All Products
Search
Document Center

Elastic High Performance Computing:Create a cluster by using the wizard

Last Updated:Mar 18, 2024

When you create an Elastic High Performance Computing (E-HPC) cluster, you must configure its hardware, software, and basic settings. This topic describes how to create a cluster by using the wizard in the E-HPC console.

Prerequisites

Background information

A cluster provides computing resources and storage resources. You can submit jobs, debug jobs, store results, and view results in the cluster. Before you create and use an E-HPC cluster, take note of the following information:

  • You can create up to three clusters in a region. To create more clusters, submit a ticket.

  • You are charged E-HPC service fees and other resource fees when you create a cluster. For more information, see Billable items.

  • Do not use the Elastic Compute Service (ECS) console to manage nodes in the cluster. We recommend that you manage the nodes in a cluster in the E-HPC console rather than the Elastic Compute Service (ECS) console.
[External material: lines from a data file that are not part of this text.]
//! Query string parsing tests

use super::super::*;

fn names() -> ParamNames {
    ParamNames::default()
}

fn row(field: &str, operator: &str, value: &str) -> SearchCriterion {
    SearchCriterion::new(field, operator, value)
}

#[test]
fn test_absent_without_search_param() {
    assert_eq!(
        SearchRequest::from_query("page=2&sort=id", &names()).unwrap(),
        SearchRequest::Absent
    );
    assert_eq!(
        SearchRequest::from_query("", &names()).unwrap(),
        SearchRequest::Absent
    );
}

#[test]
fn test_appended_rows_in_order() {
    let query = "?YummySearch[field][]=Orders.status&YummySearch[field][]=Orders.total\
        &YummySearch[operator][]=matching&YummySearch[operator][]=greater_than\
        &YummySearch[search][]=paid&YummySearch[search][]=100&page=2";

    let request = SearchRequest::from_query(query, &names()).unwrap();
    assert_eq!(
        request.criteria(),
        &[
            row("Orders.status", "matching", "paid"),
            row("Orders.total", "greater_than", "100"),
        ]
    );
    assert!(request.is_submitted());
}

#[test]
fn test_percent_encoded_keys_and_values() {
    let query = "YummySearch%5Bfield%5D%5B%5D=Customers.name\
        &YummySearch%5Boperator%5D%5B%5D=containing\
        &YummySearch%5Bsearch%5D%5B%5D=Jane+Doe%21";

    let request = SearchRequest::from_query(query, &names()).unwrap();
    assert_eq!(
        request.criteria(),
        &[row("Customers.name", "containing", "Jane Doe!")]
    );
}

#[test]
fn test_indexed_rows_out_of_order() {
    let query = "YummySearch[field][1]=Orders.total&YummySearch[field][0]=Orders.status\
        &YummySearch[operator][0]=matching&YummySearch[operator][1]=less_than\
        &YummySearch[search][1]=5&YummySearch[search][0]=paid";

    let request = SearchRequest::from_query(query, &names()).unwrap();
    assert_eq!(
        request.criteria(),
        &[
            row("Orders.status", "matching", "paid"),
            row("Orders.total", "less_than", "5"),
        ]
    );
}

#[test]
fn test_bare_param_is_empty_submission() {
    assert_eq!(
        SearchRequest::from_query("YummySearch=", &names()).unwrap(),
        SearchRequest::Submitted(vec![])
    );
}

#[test]
fn test_clear_wins_with_any_value() {
    for clear in ["YummySearch_clear=1", "YummySearch_clear=", "YummySearch_clear"] {
        let query = format!(
            "{clear}&YummySearch[field][]=Orders.status&YummySearch[operator][]=matching\
             &YummySearch[search][]=paid"
        );
        assert_eq!(
            SearchRequest::from_query(&query, &names()).unwrap(),
            SearchRequest::Cleared,
            "{clear}"
        );
    }
}

#[test]
fn test_clear_wins_over_malformed_rows() {
    let query = "YummySearch[field][]=Orders.status&YummySearch_clear=x";
    assert_eq!(
        SearchRequest::from_query(query, &names()).unwrap(),
        SearchRequest::Cleared
    );
}

#[test]
fn test_length_mismatch() {
    let query = "YummySearch[field][]=Orders.status&YummySearch[field][]=Orders.total\
        &YummySearch[operator][]=matching&YummySearch[search][]=paid";
    assert_eq!(
        SearchRequest::from_query(query, &names()),
        Err(RequestError::LengthMismatch {
            fields: 2,
            operators: 1,
            searches: 1,
        })
    );
}

#[test]
fn test_mixed_index_styles() {
    let query = "YummySearch[field][]=a.b&YummySearch[field][1]=c.d\
        &YummySearch[operator][]=matching&YummySearch[operator][]=matching\
        &YummySearch[search][]=x&YummySearch[search][]=y";
    assert_eq!(
        SearchRequest::from_query(query, &names()),
        Err(RequestError::InvalidIndex { list: "field" })
    );
}

#[test]
fn test_custom_param_names() {
    let names = ParamNames::new("q", "reset");
    let query = "q[field][]=Orders.id&q[operator][]=matching&q[search][]=1";
    assert_eq!(
        SearchRequest::from_query(query, &names).unwrap().criteria().len(),
        1
    );
    assert_eq!(
        SearchRequest::from_query(&format!("{query}&reset=1"), &names).unwrap(),
        SearchRequest::Cleared
    );
    // Default names are not ours any more
    assert_eq!(
        SearchRequest::from_query("YummySearch=", &names).unwrap(),
        SearchRequest::Absent
    );
}

#[test]
fn test_prefix_lookalike_is_foreign() {
    assert_eq!(
        SearchRequest::from_query("YummySearchExtra=1", &names()).unwrap(),
        SearchRequest::Absent
    );
}

#[test]
fn test_unknown_sub_key_marks_present() {
    assert_eq!(
        SearchRequest::from_query("YummySearch[page]=2", &names()).unwrap(),
        SearchRequest::Submitted(vec![])
    );
}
Step 1: Configure hardware settings

When you create a cluster, you must configure the hardware settings of the cluster. The hardware settings determine the performance of a cluster, including the region, deployment mode, number of nodes, network type, and storage.

You can configure the hardware settings based on your business requirements.

  1. Log on to the E-HPC console.

  2. In the left part of the top navigation bar, select a region.

  3. In the left-side navigation pane, click Cluster.

  4. On the Cluster page, click Create Cluster.

  5. In the Hardware Configurations step, configure the hardware settings. The following table describes the parameters that you can configure.

    Parameter

    Description

    Availability Zone

    The zone to which the cluster belongs.

    Note

    To ensure efficient communication between E-HPC nodes, make sure that all nodes reside in the same region and zone. For more information, see Regions and zones.

    Pricing Model

    The billing method of nodes in the cluster. The billing method does not apply to elastic IP addresses and NAS file systems.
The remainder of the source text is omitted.